Anne was starting to pay closer attention to what he was saying.  “But what did these people do, Daniel?  How did they survive?”

“The mill owners hired them, paid them a pittance, and left them to live in misery.  Factory owners made fortunes on the backs of the poor devils, forcing them to work under conditions I wouldn’t wish on a dog.”

Anne was becoming upset.  “I didn’t know about this.  When Papa is home he has a London paper delivered to the house, but I never really looked at it.  I was too busy reading books in the library that had little to do with what was happening in the world I lived in.”

He said ruefully, “I don’t mean to blame you, Annie.  There’s absolutely no reason why you should know about such things.  But these mill workers live at the lowest level of the population, with no education or sanitation.  Most of the men are subjected to long hours and demoralizing drudgery.  It’s no wonder that the level of drunkenness among them is so high.  I built my factory to demonstrate that it’s possible to make money and treat your workers well at the same time.” 

One thing puzzled Anne.  “Daniel, you were just a boy when you went out to India. How do you come to know so much about working conditions in England?”

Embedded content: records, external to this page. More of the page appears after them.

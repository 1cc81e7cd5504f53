use std::path::Path;

use crate::commands::common::{open_context, parse_note_id};
use crate::error::CliError;

pub fn run_delete(id: &str, db_path: &Path) -> Result<(), CliError> {
    let note_id = parse_note_id(id)?;
    let ctx = open_context(db_path)?;

    ctx.notes.delete(&note_id.as_str())?;
    println!("{note_id}");
    Ok(())
}
use std::path::Path;

use quill_core::FetchStrategy;

use crate::commands::common::{format_note_lines, note_to_list_item, open_context, NoteListItem};
use crate::error::CliError;

pub async fn run_list(pull: bool, as_json: bool, db_path: &Path) -> Result<(), CliError> {
    let ctx = open_context(db_path)?;

    if pull {
        if !ctx.sync_configured {
            return Err(CliError::SyncNotConfigured);
        }
        ctx.notes.refresh().await?;
    }

    let notes = ctx.notes.list(FetchStrategy::Cached).await?;

    if as_json {
        let json_items = notes
            .iter()
            .map(note_to_list_item)
            .collect::<Vec<NoteListItem>>();
        println!("{}", serde_json::to_string_pretty(&json_items)?);
        return Ok(());
    }

    if notes.is_empty() {
        println!("No notes.");
        return Ok(());
    }

    for line in format_note_lines(&notes) {
        println!("{line}");
    }
    Ok(())
}
//! Data models for quill

mod category;
mod note;
mod sync_state;

pub use category::{Category, CategoryId};
pub use note::{Note, NoteId};
pub use sync_state::SyncState;

use std::fmt;

use serde::de::DeserializeOwned;
use serde::Serialize;

use crate::error::Result;

/// The aggregate types the sync engine reconciles independently.
///
/// Each kind has its own local table, remote collection, and sync worker;
/// there is no shared mutable state between them.
#[derive(Debug, Clone, Copy, PartialEq, Eq, Hash)]
pub enum EntityKind {
    Note,
    Category,
}

impl EntityKind {
    #[must_use]
    pub const fn as_str(self) -> &'static str {
        match self {
            Self::Note => "note",
            Self::Category => "category",
        }
    }
}

impl fmt::Display for EntityKind {
    fn fmt(&self, f: &mut fmt::Formatter<'_>) -> fmt::Result {
        f.write_str(self.as_str())
    }
}

/// Common surface the repositories and sync workers need from an aggregate.
pub trait Entity: Clone + Send + Sync + Serialize + DeserializeOwned + 'static {
    /// Reconciliation lane this aggregate belongs to
    const KIND: EntityKind;
    /// Remote collection name
    const COLLECTION: &'static str;

    /// String form of the record id
    fn id(&self) -> String;

    /// Reject records with blank required fields
    fn validate(&self) -> Result<()>;

    /// Carry immutable fields over from the stored row when updating
    /// (e.g. a note keeps its original `created_at`)
    fn carry_over(&mut self, existing: &Self);
}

“He leaned his back against the coach cushion and looked straight ahead.  “I wasn’t that young when I left for India, and I had seen the enclosure results in my own village.  Families I knew, boys I knew…there were no jobs for them, and without jobs there was no money and no food.  And in India?  Well, let me just say that the discrepancy between the well off and the poor was even greater.  They have castes there, Annie, and the differences between the rich and the poor are unchanging and perpetual.  It’s simply not moral.”

She was silent, digesting what he had said, when he turned to her with an ironic smile.  “I had big plans at sixteen.  I was going to make a fortune in India and come back to England to save all my friends and the people like them.”

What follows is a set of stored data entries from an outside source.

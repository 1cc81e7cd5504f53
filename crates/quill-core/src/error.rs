//! Error types for quill-core

use thiserror::Error;

/// Result type alias using quill-core's Error
pub type Result<T> = std::result::Result<T, Error>;

/// Errors that can occur in quill-core operations
#[derive(Error, Debug)]
pub enum Error {
    /// Caller input failed validation (blank required field, bad format)
    #[error("Invalid input: {0}")]
    Validation(String),

    /// Entity not found
    #[error("Not found: {0}")]
    NotFound(String),

    /// Remote store rejected or failed a request (retryable)
    #[error("Remote store error: {0}")]
    Remote(String),

    /// Remote HTTP transport failure (retryable)
    #[error("Remote request failed: {0}")]
    Http(#[from] reqwest::Error),

    /// Unexpected local storage failure
    #[error("Local store error: {0}")]
    LocalStore(String),

    /// SQLite error from the local store driver
    #[error("SQLite error: {0}")]
    Sqlite(#[from] rusqlite::Error),

    /// A sync pass aborted; pending records stay pending for the next pass
    #[error("Sync pass failed: {0}")]
    SyncFailed(String),
}

impl Error {
    /// Remote error used when the connectivity oracle reports offline.
    #[must_use]
    pub fn offline() -> Self {
        Self::Remote("offline: remote store unreachable".to_string())
    }

    /// Whether retrying the same operation later can succeed.
    #[must_use]
    pub const fn is_retryable(&self) -> bool {
        matches!(self, Self::Remote(_) | Self::Http(_) | Self::SyncFailed(_))
    }
}
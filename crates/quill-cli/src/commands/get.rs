use std::path::Path;

use quill_core::FetchStrategy;

use crate::commands::common::{note_to_list_item, open_context, parse_note_id};
use crate::error::CliError;

pub async fn run_get(id: &str, as_json: bool, db_path: &Path) -> Result<(), CliError> {
    let note_id = parse_note_id(id)?;
    let ctx = open_context(db_path)?;

    // Serve the cache; fall back to remote only for rows we never pulled
    let strategy = if ctx.sync_configured {
        FetchStrategy::Fallback
    } else {
        FetchStrategy::Cached
    };
    let note = ctx.notes.get_by_id(&note_id.as_str(), strategy).await?;

    if as_json {
        println!(
            "{}",
            serde_json::to_string_pretty(&note_to_list_item(&note))?
        );
        return Ok(());
    }

    println!("{}", note.title);
    if let Some(category_id) = note.category_id {
        println!("category: {category_id}");
    }
    if !note.content.is_empty() {
        println!();
        println!("{}", note.content);
    }
    Ok(())
}
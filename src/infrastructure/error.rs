use thiserror::Error;

#[derive(Debug, Error)]
pub enum InfraError {
    #[error("I/O error: {0}")]
    Io(#[from] std::io::Error),
    #[error("JSON error: {0}")]
    Json(#[from] serde_json::Error),
    #[error("sync requires a signed-in user")]
    Unauthenticated,
    #[error("invalid session duration: {0} seconds")]
    InvalidDuration(i64),
    #[error("invalid task record: {0}")]
    InvalidRecord(String),
    #[error("invalid config: {0}")]
    InvalidConfig(String),
    #[error("credential error: {0}")]
    Credential(String),
    #[error("auth error: {0}")]
    Auth(String),
    #[error("remote store error: {0}")]
    Remote(String),
    #[error("no timer is running")]
    TimerNotRunning,
}
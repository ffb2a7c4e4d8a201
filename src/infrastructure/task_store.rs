use crate::domain::models::TaskRecord;
use crate::infrastructure::error::InfraError;
use std::collections::BTreeMap;
use std::fs;
use std::io::Write;
use std::path::{Path, PathBuf};
use std::sync::Mutex;
use tempfile::NamedTempFile;

/// Local task store: one JSON document holding the whole map from normalized
/// task name to record. The map is read and written as a unit; there are no
/// partial-key writes.
pub trait TaskStoreRepository: Send + Sync {
    fn load_all(&self) -> Result<BTreeMap<String, TaskRecord>, InfraError>;
    fn save_all(&self, records: &BTreeMap<String, TaskRecord>) -> Result<(), InfraError>;
}

#[derive(Debug, Clone)]
pub struct JsonFileTaskStore {
    path: PathBuf,
}

impl JsonFileTaskStore {
    pub fn new(path: impl AsRef<Path>) -> Self {
        Self {
            path: path.as_ref().to_path_buf(),
        }
    }

    pub fn path(&self) -> &Path {
        &self.path
    }

    fn parent_dir(&self) -> &Path {
        match self.path.parent() {
            Some(parent) if !parent.as_os_str().is_empty() => parent,
            _ => Path::new("."),
        }
    }
}

impl TaskStoreRepository for JsonFileTaskStore {
    fn load_all(&self) -> Result<BTreeMap<String, TaskRecord>, InfraError> {
        if !self.path.exists() {
            return Ok(BTreeMap::new());
        }
        let raw = fs::read_to_string(&self.path)?;
        // A present but unparsable document is an error the caller must see,
        // not an empty map.
        let records: BTreeMap<String, TaskRecord> = serde_json::from_str(&raw)?;
        Ok(records)
    }

    fn save_all(&self, records: &BTreeMap<String, TaskRecord>) -> Result<(), InfraError> {
        let formatted = serde_json::to_string_pretty(records)?;
        // Temp file in the same directory, then rename: the previous document
        // stays intact unless the whole write lands.
        let mut staged = NamedTempFile::new_in(self.parent_dir())?;
        staged.write_all(formatted.as_bytes())?;
        staged.write_all(b"\n")?;
        staged
            .persist(&self.path)
            .map_err(|error| InfraError::Io(error.error))?;
        Ok(())
    }
}

#[derive(Debug, Default)]
pub struct InMemoryTaskStore {
    records: Mutex<BTreeMap<String, TaskRecord>>,
}

impl InMemoryTaskStore {
    pub fn with_records(records: BTreeMap<String, TaskRecord>) -> Self {
        Self {
            records: Mutex::new(records),
        }
    }
}

impl TaskStoreRepository for InMemoryTaskStore {
    fn load_all(&self) -> Result<BTreeMap<String, TaskRecord>, InfraError> {
        let records = self
            .records
            .lock()
            .map_err(|error| InfraError::InvalidRecord(format!("task store lock poisoned: {error}")))?;
        Ok(records.clone())
    }

    fn save_all(&self, records: &BTreeMap<String, TaskRecord>) -> Result<(), InfraError> {
        let mut guard = self
            .records
            .lock()
            .map_err(|error| InfraError::InvalidRecord(format!("task store lock poisoned: {error}")))?;
        *guard = records.clone();
        Ok(())
    }
}
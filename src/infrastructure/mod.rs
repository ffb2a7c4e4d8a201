pub mod auth;
pub mod config;
pub mod credential_store;
pub mod error;
pub mod remote_store;
pub mod task_store;
use crate::domain::models::{TIMELINE_CAP, TaskRecord, normalize_task_name};
use crate::domain::time_format::{format_minutes, parse_minutes, to_iso};
use crate::infrastructure::error::InfraError;
use crate::infrastructure::task_store::TaskStoreRepository;
use chrono::{DateTime, Utc};
use std::sync::Arc;

type NowProvider = Arc<dyn Fn() -> DateTime<Utc> + Send + Sync>;

/// Applies one completed timer session to the local task document: appends a
/// timeline entry, accumulates the tracked total in whole minutes, stamps the
/// mutation time and clears the consumption flag. The whole document is
/// persisted in a single write.
pub struct SessionRecorder<L>
where
    L: TaskStoreRepository,
{
    store: Arc<L>,
    now_provider: NowProvider,
}

impl<L> SessionRecorder<L>
where
    L: TaskStoreRepository,
{
    pub fn new(store: Arc<L>) -> Self {
        Self {
            store,
            now_provider: Arc::new(Utc::now),
        }
    }

    pub fn with_now_provider(mut self, now_provider: NowProvider) -> Self {
        self.now_provider = now_provider;
        self
    }

    pub fn record_session(
        &self,
        task_name: &str,
        duration_seconds: i64,
        start_display: &str,
        end_display: &str,
    ) -> Result<TaskRecord, InfraError> {
        if duration_seconds < 0 {
            return Err(InfraError::InvalidDuration(duration_seconds));
        }
        let key = normalize_task_name(task_name);
        if key.is_empty() {
            return Err(InfraError::InvalidRecord(
                "task name must not be empty".to_string(),
            ));
        }

        let mut records = self.store.load_all()?;
        let record = records.entry(key).or_default();

        let session_minutes = (duration_seconds as u64) / 60;
        record.timeline.push(format!(
            "{} - de {start_display} até {end_display}",
            format_minutes(session_minutes)
        ));
        if record.timeline.len() > TIMELINE_CAP {
            record.timeline.remove(0);
        }

        let total_minutes = parse_minutes(&record.total_time_tracked)
            .map_err(InfraError::InvalidRecord)?
            + session_minutes;
        record.total_time_tracked = format_minutes(total_minutes);
        record.last_time_synced = to_iso((self.now_provider)());
        record.time_was_used = false;

        let updated = record.clone();
        self.store.save_all(&records)?;
        Ok(updated)
    }
}
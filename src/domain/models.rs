use crate::domain::time_format::parse_minutes;
use chrono::{DateTime, Utc};
use serde::{Deserialize, Serialize};

/// Most recent session entries kept per task; the oldest is evicted past this.
pub const TIMELINE_CAP: usize = 20;

pub const ZERO_DURATION: &str = "000:00";

/// One tracked task, shared between the local document and the remote store
/// and reconciled between the two on sync. Field names on the wire stay in
/// the camelCase form both stores already hold.
#[derive(Debug, Clone, Serialize, Deserialize, PartialEq, Eq)]
#[serde(rename_all = "camelCase")]
pub struct TaskRecord {
    /// Reserved field, always 0. Nothing mutates it.
    #[serde(default)]
    pub count: i64,
    #[serde(default)]
    pub timeline: Vec<String>,
    #[serde(default = "zero_duration")]
    pub total_time_tracked: String,
    #[serde(default)]
    pub last_time_synced: String,
    #[serde(default)]
    pub time_was_used: bool,
}

fn zero_duration() -> String {
    ZERO_DURATION.to_string()
}

impl Default for TaskRecord {
    fn default() -> Self {
        Self {
            count: 0,
            timeline: Vec::new(),
            total_time_tracked: zero_duration(),
            last_time_synced: String::new(),
            time_was_used: false,
        }
    }
}

impl TaskRecord {
    pub fn validate(&self) -> Result<(), String> {
        if self.timeline.len() > TIMELINE_CAP {
            return Err(format!(
                "record.timeline must hold at most {TIMELINE_CAP} entries"
            ));
        }
        parse_minutes(&self.total_time_tracked)?;
        if !self.last_time_synced.is_empty() && self.last_synced_instant().is_none() {
            return Err(format!(
                "record.lastTimeSynced '{}' is not an ISO-8601 timestamp",
                self.last_time_synced
            ));
        }
        Ok(())
    }

    /// Parsed `lastTimeSynced`; `None` for empty or unparsable values, which
    /// the reconciliation protocol treats as "never synced".
    pub fn last_synced_instant(&self) -> Option<DateTime<Utc>> {
        DateTime::parse_from_rfc3339(&self.last_time_synced)
            .ok()
            .map(|instant| instant.with_timezone(&Utc))
    }

    pub fn total_minutes(&self) -> Result<u64, String> {
        parse_minutes(&self.total_time_tracked)
    }
}

/// Storage key for a task: lowercase with all whitespace removed, so the same
/// logical task recorded under varying casing or spacing collapses to one
/// record. Applied by both the recorder and the reconciler.
pub fn normalize_task_name(name: &str) -> String {
    name.to_lowercase()
        .chars()
        .filter(|character| !character.is_whitespace())
        .collect()
}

She reached out and took his hand.  “Isn’t that precisely what you’re doing?”

His smile was wry.  “One factory seems like a handful of sand thrown on the desert.”

“It won’t be that to the people who work there.  And perhaps it will become a model that others will follow.”

“That is what I’m hoping for.  I’ve met a few like-minded, men in government, and that’s encouraging.”

She lifted his hand to her lips and kissed it.  “Your factory will be a beacon of light, both to the poor and to those who want to see social conditions in the country change.  It probably won’t happen overnight, but it will happen.  I’m certain of it, Daniel.”

His gave her his wonderful smile, slid closer and put his arm around her shoulders.  “Thank you for saying that, Annie.  I’m glad you understand.”

Anne nestled her head into his shoulder and closed her eyes.  “You’re welcome,” she said, and fell asleep against the warmth of his body.